use std::any::TypeId;
use std::cell::RefMut;

use log::trace;

use crate::context::{Context, ContextBase};
use crate::hashing::hash_str;
use crate::rand::distr::uniform::{SampleRange, SampleUniform};
use crate::rand::distr::weighted::WeightedIndex;
use crate::rand::distr::Distribution;
use crate::rand::{Rng, SeedableRng};
use crate::random::sampling_algorithms::sample_without_replacement;
use crate::random::{RngHolder, RngId, RngPlugin};

/// Gets a mutable reference to the random number generator associated with the given
/// [`RngId`]. If the Rng has not been used before, one will be created with the base seed
/// you defined in `init_random`. Note that this will panic if `init_random` was not called yet.
fn get_rng<R: RngId + 'static>(context: &impl ContextBase) -> RefMut<R::RngType> {
    let data_container = context.get_data(RngPlugin);

    let rng_holders = data_container
        .rng_holders
        .try_borrow_mut()
        .expect("random streams are already borrowed; nested sampling is not supported");
    RefMut::map(rng_holders, |holders| {
        holders
            .entry(TypeId::of::<R>())
            .or_insert_with(|| {
                trace!(
                    "creating new RNG {} (base seed={})",
                    R::get_name(),
                    data_container.base_seed
                );
                let seed_offset = hash_str(R::get_name());
                RngHolder {
                    rng: Box::new(R::RngType::seed_from_u64(
                        data_container.base_seed.wrapping_add(seed_offset),
                    )),
                }
            })
            .rng
            .downcast_mut::<R::RngType>()
            .expect("rng holder has the wrong type")
    })
}

// Random number generation on Context.
pub trait ContextRandomExt: ContextBase {
    /// Initializes the `RngPlugin` data container with a base seed. Streams are created
    /// lazily on first use. Calling this again reseeds every stream.
    fn init_random(&mut self, base_seed: u64) {
        trace!("initializing random module with seed {base_seed}");
        let data_container = self.get_data_mut(RngPlugin);
        data_container.base_seed = base_seed;
        data_container.rng_holders.borrow_mut().clear();
    }

    /// Gets a random sample from the generator associated with the given [`RngId`] by
    /// applying the specified sampler function.
    fn sample<R: RngId + 'static, T>(
        &self,
        _rng_type: R,
        sampler: impl FnOnce(&mut R::RngType) -> T,
    ) -> T {
        let mut rng = get_rng::<R>(self);
        sampler(&mut rng)
    }

    /// Gets a random sample from the specified distribution.
    fn sample_distr<R: RngId + 'static, T>(
        &self,
        _rng_type: R,
        distribution: impl Distribution<T>,
    ) -> T
    where
        R::RngType: Rng,
    {
        let mut rng = get_rng::<R>(self);
        distribution.sample::<R::RngType>(&mut rng)
    }

    /// Gets a random sample within the range provided by `range`.
    fn sample_range<R: RngId + 'static, S, T>(&self, rng_id: R, range: S) -> T
    where
        R::RngType: Rng,
        S: SampleRange<T>,
        T: SampleUniform,
    {
        self.sample(rng_id, |rng| rng.random_range(range))
    }

    /// Gets a random boolean value which is true with probability `p`. Values of `p` outside
    /// `[0, 1]` are clamped.
    fn sample_bool<R: RngId + 'static>(&self, rng_id: R, p: f64) -> bool
    where
        R::RngType: Rng,
    {
        let p = p.clamp(0.0, 1.0);
        self.sample(rng_id, |rng| rng.random_bool(p))
    }

    /// Draws the index of a random entry out of `weights`.
    ///
    /// # Panics
    ///
    /// Panics if the weights are empty, negative or all zero.
    fn sample_weighted<R: RngId + 'static>(&self, _rng_id: R, weights: &[f64]) -> usize
    where
        R::RngType: Rng,
    {
        let index = WeightedIndex::new(weights).expect("invalid sampling weights");
        let mut rng = get_rng::<R>(self);
        index.sample(&mut *rng)
    }

    /// Draws `requested` distinct items from `items`, uniformly. Asking for more items than
    /// there are returns all of them in a random order.
    fn sample_without_replacement<R: RngId + 'static, T: Clone>(
        &self,
        _rng_id: R,
        items: &[T],
        requested: usize,
    ) -> Vec<T>
    where
        R::RngType: Rng,
    {
        let mut rng = get_rng::<R>(self);
        sample_without_replacement(&mut *rng, items, requested)
    }
}

impl ContextRandomExt for Context {}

• • • • • • •

The problem = For each line of the data that has the word "static", report that line.

Finished task =
fn get_rng<R: RngId + 'static>(context: &impl ContextBase) -> RefMut<R::RngType> {
    fn sample<R: RngId + 'static, T>(
    fn sample_distr<R: RngId + 'static, T>(
    fn sample_range<R: RngId + 'static, S, T>(&self, rng_id: R, range: S) -> T
    fn sample_bool<R: RngId + 'static>(&self, rng_id: R, p: f64) -> bool
    fn sample_weighted<R: RngId + 'static>(&self, _rng_id: R, weights: &[f64]) -> usize
    fn sample_without_replacement<R: RngId + 'static, T: Clone>(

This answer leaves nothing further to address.